━━ Dataset records

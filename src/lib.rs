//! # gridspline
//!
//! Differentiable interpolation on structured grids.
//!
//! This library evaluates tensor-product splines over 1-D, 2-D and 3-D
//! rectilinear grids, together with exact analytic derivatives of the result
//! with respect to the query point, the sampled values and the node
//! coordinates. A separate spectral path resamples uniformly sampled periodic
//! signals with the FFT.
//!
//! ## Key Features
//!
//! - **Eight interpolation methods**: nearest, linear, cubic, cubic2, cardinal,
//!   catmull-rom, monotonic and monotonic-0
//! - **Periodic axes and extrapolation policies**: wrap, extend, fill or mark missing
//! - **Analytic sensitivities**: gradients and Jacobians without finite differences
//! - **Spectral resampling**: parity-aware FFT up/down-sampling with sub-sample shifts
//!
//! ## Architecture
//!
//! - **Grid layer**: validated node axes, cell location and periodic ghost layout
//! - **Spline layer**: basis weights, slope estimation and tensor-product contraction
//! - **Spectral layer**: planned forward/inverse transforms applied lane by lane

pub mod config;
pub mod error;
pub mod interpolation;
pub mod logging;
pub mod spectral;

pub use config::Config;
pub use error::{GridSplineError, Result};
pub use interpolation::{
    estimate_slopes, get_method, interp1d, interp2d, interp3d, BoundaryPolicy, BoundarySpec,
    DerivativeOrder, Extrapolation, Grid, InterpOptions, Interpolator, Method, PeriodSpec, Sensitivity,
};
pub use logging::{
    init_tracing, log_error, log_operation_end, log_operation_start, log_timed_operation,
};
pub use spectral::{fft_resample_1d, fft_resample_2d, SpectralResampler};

━━━━

> Work order:
Retype every entry above, word for word.

> Reply:
filename src/lib.rs
//! # gridspline
//!
//! Differentiable interpolation on structured grids.
//!
//! This library evaluates tensor-product splines over 1-D, 2-D and 3-D
//! rectilinear grids, together with exact analytic derivatives of the result
//! with respect to the query point, the sampled values and the node
//! coordinates. A separate spectral path resamples uniformly sampled periodic
//! signals with the FFT.
//!
//! ## Key Features
//!
//! - **Eight interpolation methods**: nearest, linear, cubic, cubic2, cardinal,
//!   catmull-rom, monotonic and monotonic-0
//! - **Periodic axes and extrapolation policies**: wrap, extend, fill or mark missing
//! - **Analytic sensitivities**: gradients and Jacobians without finite differences
//! - **Spectral resampling**: parity-aware FFT up/down-sampling with sub-sample shifts
//!
//! ## Architecture
//!
//! - **Grid layer**: validated node axes, cell location and periodic ghost layout
//! - **Spline layer**: basis weights, slope estimation and tensor-product contraction
//! - **Spectral layer**: planned forward/inverse transforms applied lane by lane

pub mod config;
pub mod error;
pub mod interpolation;
pub mod logging;
pub mod spectral;

pub use config::Config;
pub use error::{GridSplineError, Result};
pub use interpolation::{
    estimate_slopes, get_method, interp1d, interp2d, interp3d, BoundaryPolicy, BoundarySpec,
    DerivativeOrder, Extrapolation, Grid, InterpOptions, Interpolator, Method, PeriodSpec, Sensitivity,
};
pub use logging::{
    init_tracing, log_error, log_operation_end, log_operation_start, log_timed_operation,
};
pub use spectral::{fft_resample_1d, fft_resample_2d, SpectralResampler};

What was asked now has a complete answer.